Et il faut aussi que la pollution occasionnée ait un prix à payer, sinon, il n’y a aucun intérêt pour les
riches à réaliser des investissements écologiques.
Le point de vue des économistes « écologiques »
En économie, il y a trois sortes de « capital » : le capital naturel (eaux, forêts, etc.), le capital social
(écoles, réseaux de transport, etc.) et le capital économique (entreprises, bureaux, etc.). Ils les
considèrent comme équivalents. Par exemple, si l’on abat un morceau de forêt pour bâtir une école, on a
tout simplement remplacé un capital par un autre, et donc rien n’est perdu.
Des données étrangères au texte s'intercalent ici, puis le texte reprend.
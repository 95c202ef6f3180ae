use std::sync::Arc;
use std::time::Duration;

use base64::{engine::general_purpose::STANDARD, Engine as _};
use codemate_sync::clock::{self, ManualClock};
use codemate_sync::kv::{KvEntry, KvValue, ReplicatedStore};
use codemate_sync::storage::{EngineState, SqlDatabase, SqlParams, SqlValue, SNAPSHOT_KEY};
use codemate_sync::{MemoryTransport, Notifier, SessionEvent, SyncError, TransportPath};
use tokio::sync::broadcast::error::TryRecvError;
use tokio::time::{sleep, timeout};

const T0: i64 = 1_700_000_000_000;

fn root() -> TransportPath {
    TransportPath::from_segments(["CodeMate", "k3j9x2"])
}

async fn open_db(
    transport: &MemoryTransport,
    clock: &Arc<ManualClock>,
    notifier: Notifier,
    read_only: bool,
) -> SqlDatabase {
    let store = ReplicatedStore::new(
        Arc::new(transport.clone()),
        root(),
        clock.clone(),
        Duration::from_millis(100),
        read_only,
    );
    SqlDatabase::open(store, notifier, Duration::from_secs(10)).await
}

fn snapshot(transport: &MemoryTransport) -> Option<KvEntry> {
    transport
        .graph()
        .get(&root().child(SNAPSHOT_KEY))
        .and_then(|raw| KvEntry::from_wire(&raw))
}

fn plant(transport: &MemoryTransport, encoded: &str, timestamp: i64) {
    let entry = KvEntry::new(KvValue::String(encoded.to_string()), timestamp);
    transport
        .graph()
        .apply(root().child(SNAPSHOT_KEY), Some(entry.to_wire()), None);
}

fn text(s: &str) -> SqlValue {
    SqlValue::Text(s.to_string())
}

async fn rows(db: &SqlDatabase, sql: &str) -> Vec<Vec<SqlValue>> {
    db.query(sql)
        .await
        .unwrap()
        .into_iter()
        .next()
        .map(|result| result.values)
        .unwrap_or_default()
}

#[tokio::test(flavor = "multi_thread", worker_threads = 2)]
async fn fresh_room_gets_default_schema_and_a_published_snapshot() {
    let hub = MemoryTransport::new();
    let clock = ManualClock::new(T0);
    let db = open_db(&hub, &clock, Notifier::new(), false).await;

    assert_eq!(db.state(), EngineState::Ready);
    db.wait_ready().await.unwrap();
    assert_eq!(db.tables().await.unwrap(), vec!["kv_store".to_string()]);

    let entry = snapshot(&hub).expect("snapshot published");
    assert_eq!(entry.timestamp, T0);
    let encoded = entry.value.as_str().unwrap();
    assert!(STANDARD.decode(encoded).unwrap().starts_with(b"SQLite format 3\0"));
    assert_eq!(db.stamp().map(|s| s.timestamp), Some(T0));
}

#[tokio::test(flavor = "multi_thread", worker_threads = 2)]
async fn mutations_replicate_to_other_peers() {
    let hub = MemoryTransport::new();
    let clock = ManualClock::new(T0);
    let alice = open_db(&hub, &clock, Notifier::new(), false).await;

    let bob_events = Notifier::new();
    let mut events = bob_events.subscribe();
    let bob = open_db(&hub.peer(), &clock, bob_events, false).await;
    assert_eq!(bob.state(), EngineState::Ready);

    clock.advance(1_000);
    let outcome = alice
        .exec(
            "CREATE TABLE notes (body TEXT); INSERT INTO notes VALUES (?)",
            SqlParams::Positional(vec![text("hello")]),
        )
        .await
        .unwrap();
    assert!(outcome.mutated);
    assert_eq!(snapshot(&hub).unwrap().timestamp, T0 + 1_000);

    let event = timeout(Duration::from_secs(5), events.recv()).await.unwrap().unwrap();
    assert_eq!(event, SessionEvent::DatabaseStateChanged);
    assert_eq!(rows(&bob, "SELECT body FROM notes").await, vec![vec![text("hello")]]);
}

#[tokio::test(flavor = "multi_thread", worker_threads = 2)]
async fn back_to_back_mutations_write_one_snapshot_each() {
    let hub = MemoryTransport::new();
    let store = |transport: &MemoryTransport| {
        ReplicatedStore::new(
            Arc::new(transport.clone()),
            root(),
            clock::system(),
            Duration::from_millis(100),
            false,
        )
    };
    let db = SqlDatabase::open(store(&hub), Notifier::new(), Duration::from_secs(10)).await;
    let peer_events = Notifier::new();
    let mut reloads = peer_events.subscribe();
    let peer = SqlDatabase::open(store(&hub.peer()), peer_events, Duration::from_secs(10)).await;
    assert_eq!(peer.state(), EngineState::Ready);

    let path = root().child(SNAPSHOT_KEY);
    let mut updates = hub.graph().updates();
    for i in 0..3 {
        db.exec(&format!("CREATE TABLE t{i} (a)"), SqlParams::None)
            .await
            .unwrap();
    }
    sleep(Duration::from_secs(1)).await;

    let mut writes = 0;
    loop {
        match updates.try_recv() {
            Ok(update) if update.path == path => writes += 1,
            Ok(_) => {}
            Err(TryRecvError::Lagged(skipped)) => writes += skipped as usize,
            Err(_) => break,
        }
    }
    assert_eq!(writes, 3);

    let mut reloaded = 0;
    while let Ok(event) = reloads.try_recv() {
        if event == SessionEvent::DatabaseStateChanged {
            reloaded += 1;
        }
    }
    assert!((1..=3).contains(&reloaded), "peer reloaded {reloaded} times");
    assert!(peer.tables().await.unwrap().contains(&"t2".to_string()));
    assert_eq!(peer.stamp(), db.stamp());
}

#[tokio::test(flavor = "multi_thread", worker_threads = 2)]
async fn reads_do_not_republish() {
    let hub = MemoryTransport::new();
    let clock = ManualClock::new(T0);
    let db = open_db(&hub, &clock, Notifier::new(), false).await;

    clock.advance(1_000);
    let outcome = db.exec("SELECT 1", SqlParams::None).await.unwrap();
    assert!(!outcome.mutated);
    assert_eq!(outcome.results[0].values, vec![vec![SqlValue::Integer(1)]]);
    assert_eq!(snapshot(&hub).unwrap().timestamp, T0);
}

#[tokio::test(flavor = "multi_thread", worker_threads = 2)]
async fn stale_snapshot_is_ignored_and_overwritten() {
    let hub = MemoryTransport::new();
    let clock = ManualClock::new(T0);
    let db = open_db(&hub, &clock, Notifier::new(), false).await;
    let original = snapshot(&hub).unwrap();

    clock.advance(1_000);
    db.exec("CREATE TABLE t (x INTEGER)", SqlParams::None).await.unwrap();

    plant(&hub, original.value.as_str().unwrap(), T0);
    let republished = timeout(Duration::from_secs(5), async {
        loop {
            if snapshot(&hub).is_some_and(|entry| entry.timestamp >= T0 + 1_000) {
                break;
            }
            sleep(Duration::from_millis(10)).await;
        }
    })
    .await;
    assert!(republished.is_ok(), "local snapshot was not republished");
    assert!(db.tables().await.unwrap().contains(&"t".to_string()));
}

#[tokio::test(flavor = "multi_thread", worker_threads = 2)]
async fn malformed_remote_snapshot_keeps_local_state() {
    let hub = MemoryTransport::new();
    let clock = ManualClock::new(T0);
    let db = open_db(&hub, &clock, Notifier::new(), false).await;
    db.set("kept", "yes").await.unwrap();

    plant(&hub, "%%% not base64 %%%", T0 + 5_000);
    let garbage = STANDARD.encode(vec![b'x'; 4096]);
    plant(&hub, &garbage, T0 + 6_000);
    sleep(Duration::from_millis(200)).await;

    assert_eq!(db.state(), EngineState::Ready);
    assert_eq!(db.get("kept").await.unwrap(), Some(KvValue::String("yes".into())));
}

#[tokio::test(flavor = "multi_thread", worker_threads = 2)]
async fn unreadable_snapshot_at_startup_disables_sql() {
    let hub = MemoryTransport::new();
    let clock = ManualClock::new(T0);
    plant(&hub, &STANDARD.encode(vec![b'x'; 4096]), T0);

    let db = open_db(&hub, &clock, Notifier::new(), false).await;
    assert!(matches!(db.state(), EngineState::Error(_)));
    assert!(!db.is_available());
    assert!(matches!(
        db.query("SELECT 1").await,
        Err(SyncError::EngineUnavailable(_))
    ));
}

#[tokio::test(flavor = "multi_thread", worker_threads = 2)]
async fn undecodable_snapshot_at_startup_starts_empty() {
    let hub = MemoryTransport::new();
    let clock = ManualClock::new(T0);
    plant(&hub, "%%% not base64 %%%", T0);

    let db = open_db(&hub, &clock, Notifier::new(), false).await;
    assert_eq!(db.state(), EngineState::Ready);
    assert_eq!(db.tables().await.unwrap(), vec!["kv_store".to_string()]);
}

#[tokio::test(flavor = "multi_thread", worker_threads = 2)]
async fn read_only_room_loads_but_rejects_mutations() {
    let hub = MemoryTransport::new();
    let clock = ManualClock::new(T0);
    let writer = open_db(&hub, &clock, Notifier::new(), false).await;
    writer.set("greeting", "hi").await.unwrap();
    let published = snapshot(&hub).unwrap();

    let viewer = open_db(&hub.peer(), &clock, Notifier::new(), true).await;
    assert_eq!(viewer.get("greeting").await.unwrap(), Some(KvValue::String("hi".into())));
    assert_eq!(
        viewer.exec("DELETE FROM kv_store", SqlParams::None).await,
        Err(SyncError::ReadOnly)
    );
    assert_eq!(viewer.reset().await, Err(SyncError::ReadOnly));
    assert_eq!(snapshot(&hub), Some(published));
}

#[tokio::test(flavor = "multi_thread", worker_threads = 2)]
async fn kv_table_round_trips_typed_values() {
    let hub = MemoryTransport::new();
    let db = open_db(&hub, &ManualClock::new(T0), Notifier::new(), false).await;

    db.set("name", "Ada").await.unwrap();
    db.set("age", 36i64).await.unwrap();
    db.set("admin", true).await.unwrap();
    db.set("tags", KvValue::Json(serde_json::json!(["a", "b"]))).await.unwrap();
    db.set("age", 37i64).await.unwrap();

    assert_eq!(db.get("age").await.unwrap(), Some(KvValue::Number(37.0)));
    assert_eq!(db.get("admin").await.unwrap(), Some(KvValue::Boolean(true)));
    assert_eq!(
        db.get("tags").await.unwrap(),
        Some(KvValue::Json(serde_json::json!(["a", "b"])))
    );
    assert_eq!(db.list().await.unwrap().len(), 4);

    db.delete("name").await.unwrap();
    assert_eq!(db.get("name").await.unwrap(), None);
    assert_eq!(db.list().await.unwrap().len(), 3);
}

#[tokio::test(flavor = "multi_thread", worker_threads = 2)]
async fn reset_drops_user_tables() {
    let hub = MemoryTransport::new();
    let db = open_db(&hub, &ManualClock::new(T0), Notifier::new(), false).await;
    db.exec("CREATE TABLE \"odd\"\"name\" (x); CREATE TABLE other (y)", SqlParams::None)
        .await
        .unwrap();
    db.set("k", "v").await.unwrap();

    db.reset().await.unwrap();
    assert_eq!(db.tables().await.unwrap(), vec!["kv_store".to_string()]);
    assert_eq!(db.get("k").await.unwrap(), None);
}

#[tokio::test(flavor = "multi_thread", worker_threads = 2)]
async fn restart_reloads_from_the_room_snapshot() {
    let hub = MemoryTransport::new();
    let db = open_db(&hub, &ManualClock::new(T0), Notifier::new(), false).await;
    db.set("survives", "restart").await.unwrap();

    db.shutdown();
    assert!(matches!(db.get("survives").await, Err(SyncError::EngineUnavailable(_))));

    db.restart().await.unwrap();
    assert_eq!(db.state(), EngineState::Ready);
    assert_eq!(
        db.get("survives").await.unwrap(),
        Some(KvValue::String("restart".into()))
    );
}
Mais imaginons un monde sans eaux et rempli de bureaux ! On a du mal à admettre qu’il n’y aurait pas
de perte. Aussi les économistes écologiques veulent réussir à définir un « seuil critique », le capital
minimum qu’il faut laisser pour ne pas compromettre l’avenir des générations futures. Mais ce seuil est
difficile à fixer (combien de pigeons, de tigres, de bouleaux… ?). Il faut se donner des critères et puis
arriver à les faire respecter. Une théorie qui a du bon sens, donc, mais difficile à appliquer.
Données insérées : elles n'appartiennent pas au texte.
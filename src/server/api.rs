use std::sync::atomic::{AtomicU64, Ordering};
use std::sync::Arc;

use anyhow::Result;
use axum::{
    extract::ws::{Message, WebSocket, WebSocketUpgrade},
    extract::State,
    routing::get,
    Json, Router,
};
use colored::*;
use futures::{SinkExt, StreamExt};
use parking_lot::RwLock;
use serde_json::json;
use tokio::net::TcpListener;
use tokio::sync::broadcast::error::RecvError;
use tokio::sync::mpsc;
use tower_http::trace::TraceLayer;

use crate::sync::{Graph, SyncMessage, TransportPath};

#[derive(Clone)]
pub struct RelayState {
    pub graph: Arc<Graph>,
    pub server_id: String,
    next_conn: Arc<AtomicU64>,
}

impl RelayState {
    pub fn new() -> Self {
        Self {
            graph: Arc::new(Graph::new()),
            server_id: format!("relay-{}", uuid::Uuid::new_v4().simple()),
            next_conn: Arc::new(AtomicU64::new(1)),
        }
    }
}

impl Default for RelayState {
    fn default() -> Self {
        Self::new()
    }
}

pub fn router(state: RelayState) -> Router {
    Router::new()
        .route("/", get(|| async { "CodeMate Relay" }))
        .route("/health", get(health))
        .route("/ws", get(ws_handler))
        .layer(TraceLayer::new_for_http())
        .with_state(state)
}

pub async fn serve(port: u16) -> Result<()> {
    let addr = format!("0.0.0.0:{}", port);
    let listener = TcpListener::bind(&addr).await?;
    println!(
        "{} Relay running at {}",
        "✓".green(),
        format!("ws://{}/ws", addr).bright_blue()
    );
    serve_on(listener).await
}

/// Serve on an already bound listener.
pub async fn serve_on(listener: TcpListener) -> Result<()> {
    axum::serve(listener, router(RelayState::new())).await?;
    Ok(())
}

async fn health(State(state): State<RelayState>) -> Json<serde_json::Value> {
    Json(json!({
        "status": "OK",
        "server_id": state.server_id,
        "entries": state.graph.len(),
    }))
}

async fn ws_handler(
    State(state): State<RelayState>,
    ws: WebSocketUpgrade,
) -> impl axum::response::IntoResponse {
    ws.on_upgrade(move |socket| handle_ws(state, socket))
}

async fn handle_ws(state: RelayState, socket: WebSocket) {
    let conn = state.next_conn.fetch_add(1, Ordering::Relaxed);
    let (mut sender, mut receiver) = socket.split();
    let (out_tx, mut out_rx) = mpsc::unbounded_channel::<SyncMessage>();
    let subscriptions: Arc<RwLock<Vec<TransportPath>>> = Arc::new(RwLock::new(Vec::new()));

    tracing::info!(conn, "peer connected");
    let _ = out_tx.send(SyncMessage::handshake(state.server_id.clone()));

    let writer = async move {
        while let Some(msg) = out_rx.recv().await {
            let Ok(text) = msg.to_text() else { continue };
            if sender.send(Message::Text(text.into())).await.is_err() {
                break;
            }
        }
    };

    // Relay updates from other connections to this one.
    let mut updates = state.graph.updates();
    let forward_tx = out_tx.clone();
    let forward_subs = subscriptions.clone();
    let forwarder = async move {
        loop {
            match updates.recv().await {
                Ok(update) => {
                    if update.origin == Some(conn) {
                        continue;
                    }
                    let wanted = forward_subs
                        .read()
                        .iter()
                        .any(|prefix| update.path.starts_with(prefix));
                    if wanted
                        && forward_tx
                            .send(SyncMessage::Update {
                                path: update.path,
                                value: update.value,
                            })
                            .is_err()
                    {
                        break;
                    }
                }
                Err(RecvError::Lagged(skipped)) => {
                    tracing::warn!(conn, skipped, "peer lagged behind relay updates");
                }
                Err(RecvError::Closed) => break,
            }
        }
    };

    let reader = async move {
        while let Some(frame) = receiver.next().await {
            let msg = match frame {
                Ok(Message::Text(text)) => SyncMessage::from_text(text.as_str()).map_err(|e| e.to_string()),
                Ok(Message::Binary(bin)) => SyncMessage::from_cbor(&bin).map_err(|e| e.to_string()),
                Ok(Message::Close(_)) | Err(_) => break,
                Ok(_) => continue,
            };
            let reply = match msg {
                Ok(msg) => handle_message(&state, conn, &subscriptions, msg),
                Err(message) => vec![SyncMessage::Error { id: None, message }],
            };
            for msg in reply {
                if out_tx.send(msg).is_err() {
                    return;
                }
            }
        }
    };

    tokio::select! {
        _ = writer => {}
        _ = forwarder => {}
        _ = reader => {}
    }
    tracing::info!(conn, "peer disconnected");
}

fn handle_message(
    state: &RelayState,
    conn: u64,
    subscriptions: &RwLock<Vec<TransportPath>>,
    msg: SyncMessage,
) -> Vec<SyncMessage> {
    match msg {
        SyncMessage::Subscribe { path } => {
            tracing::debug!(conn, %path, "subscribe");
            subscriptions.write().push(path.clone());
            state
                .graph
                .entries_under(&path)
                .into_iter()
                .map(|(path, value)| SyncMessage::Update {
                    path,
                    value: Some(value),
                })
                .collect()
        }
        SyncMessage::Put { id, path, value } => {
            tracing::debug!(conn, %path, tombstone = value.is_none(), "put");
            state.graph.apply(path, value, Some(conn));
            vec![SyncMessage::Ack { id }]
        }
        SyncMessage::Get { id, path } => vec![SyncMessage::Reply {
            id,
            value: state.graph.get(&path),
        }],
        SyncMessage::Handshake { server_id } => {
            tracing::debug!(conn, %server_id, "peer handshake");
            Vec::new()
        }
        SyncMessage::Ack { .. }
        | SyncMessage::Reply { .. }
        | SyncMessage::Update { .. }
        | SyncMessage::Error { .. } => vec![SyncMessage::Error {
            id: None,
            message: "unexpected message from peer".to_string(),
        }],
    }
}

#[cfg(test)]
mod tests {
    use super::*;
    use serde_json::json;

    fn room() -> TransportPath {
        TransportPath::from_segments(["CodeMate", "r1"])
    }

    #[test]
    fn subscribe_replays_existing_entries() {
        let state = RelayState::new();
        state
            .graph
            .apply(room().child("a.txt"), Some(json!("hello")), Some(9));
        state
            .graph
            .apply(TransportPath::from_segments(["CodeMate", "other", "b.txt"]), Some(json!("x")), Some(9));

        let subs = RwLock::new(Vec::new());
        let replies = handle_message(&state, 1, &subs, SyncMessage::Subscribe { path: room() });
        assert_eq!(
            replies,
            vec![SyncMessage::Update {
                path: room().child("a.txt"),
                value: Some(json!("hello")),
            }]
        );
        assert_eq!(subs.read().len(), 1);
    }

    #[test]
    fn put_is_applied_and_acknowledged() {
        let state = RelayState::new();
        let subs = RwLock::new(Vec::new());
        let replies = handle_message(
            &state,
            1,
            &subs,
            SyncMessage::Put {
                id: 4,
                path: room().child("a.txt"),
                value: Some(json!("v")),
            },
        );
        assert_eq!(replies, vec![SyncMessage::Ack { id: 4 }]);

        let replies = handle_message(
            &state,
            2,
            &subs,
            SyncMessage::Get {
                id: 5,
                path: room().child("a.txt"),
            },
        );
        assert_eq!(
            replies,
            vec![SyncMessage::Reply {
                id: 5,
                value: Some(json!("v"))
            }]
        );
    }
}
Ceux qui remettent en question le développement
A côté de ces deux positions, il y en a d’autres qui remettent en cause le lien entre croissance et
développement, voire la notion même de développement. En effet, peut-on vraiment parler de
développement alors que les échanges entre pays restent inégaux ? Pour certains critiques de la société
de consommation, le développement est devenu un poison qu’il faut se sortir de la tête. A partir de ces
critiques plusieurs courants sont nés qui vont du « développement soutenable » vers la recherche d’un
autre mode de développement.
Pour les « décroissants », cela passe par une « décroissance » économique dans les pays riches. Ils
observent que la croissance du PIB n’apporte pas le bonheur (on consomme de plus en plus
d’antidépresseurs) et ne permet pas une empreinte écologique tenable. Les meilleures technologies,
bien qu’utiles, n’empêchent pas que les ressources sont limitées. Leur critique la plus importante
concerne ce qu’on appelle « l’effet rebond ». Par exemple, nous savons aujourd’hui fabriquer des
voitures moins polluantes, et des lave-vaisselle plus économiques en énergie. Mais comme en même
temps on achète de plus en plus de voitures et de lave-vaisselle, au total, la pollution et la consommation
d’énergie tend à augmenter. Cet effet rebond limite l’efficacité des progrès techniques, évidemment. Les
décroissants constatent aussi que le rythme de travail tend à augmenter, au détriment du bien-être. On
voit même aujourd’hui que la part des salaires diminue dans le PIB : les travailleurs profitent donc de
moins en moins de la richesse produite.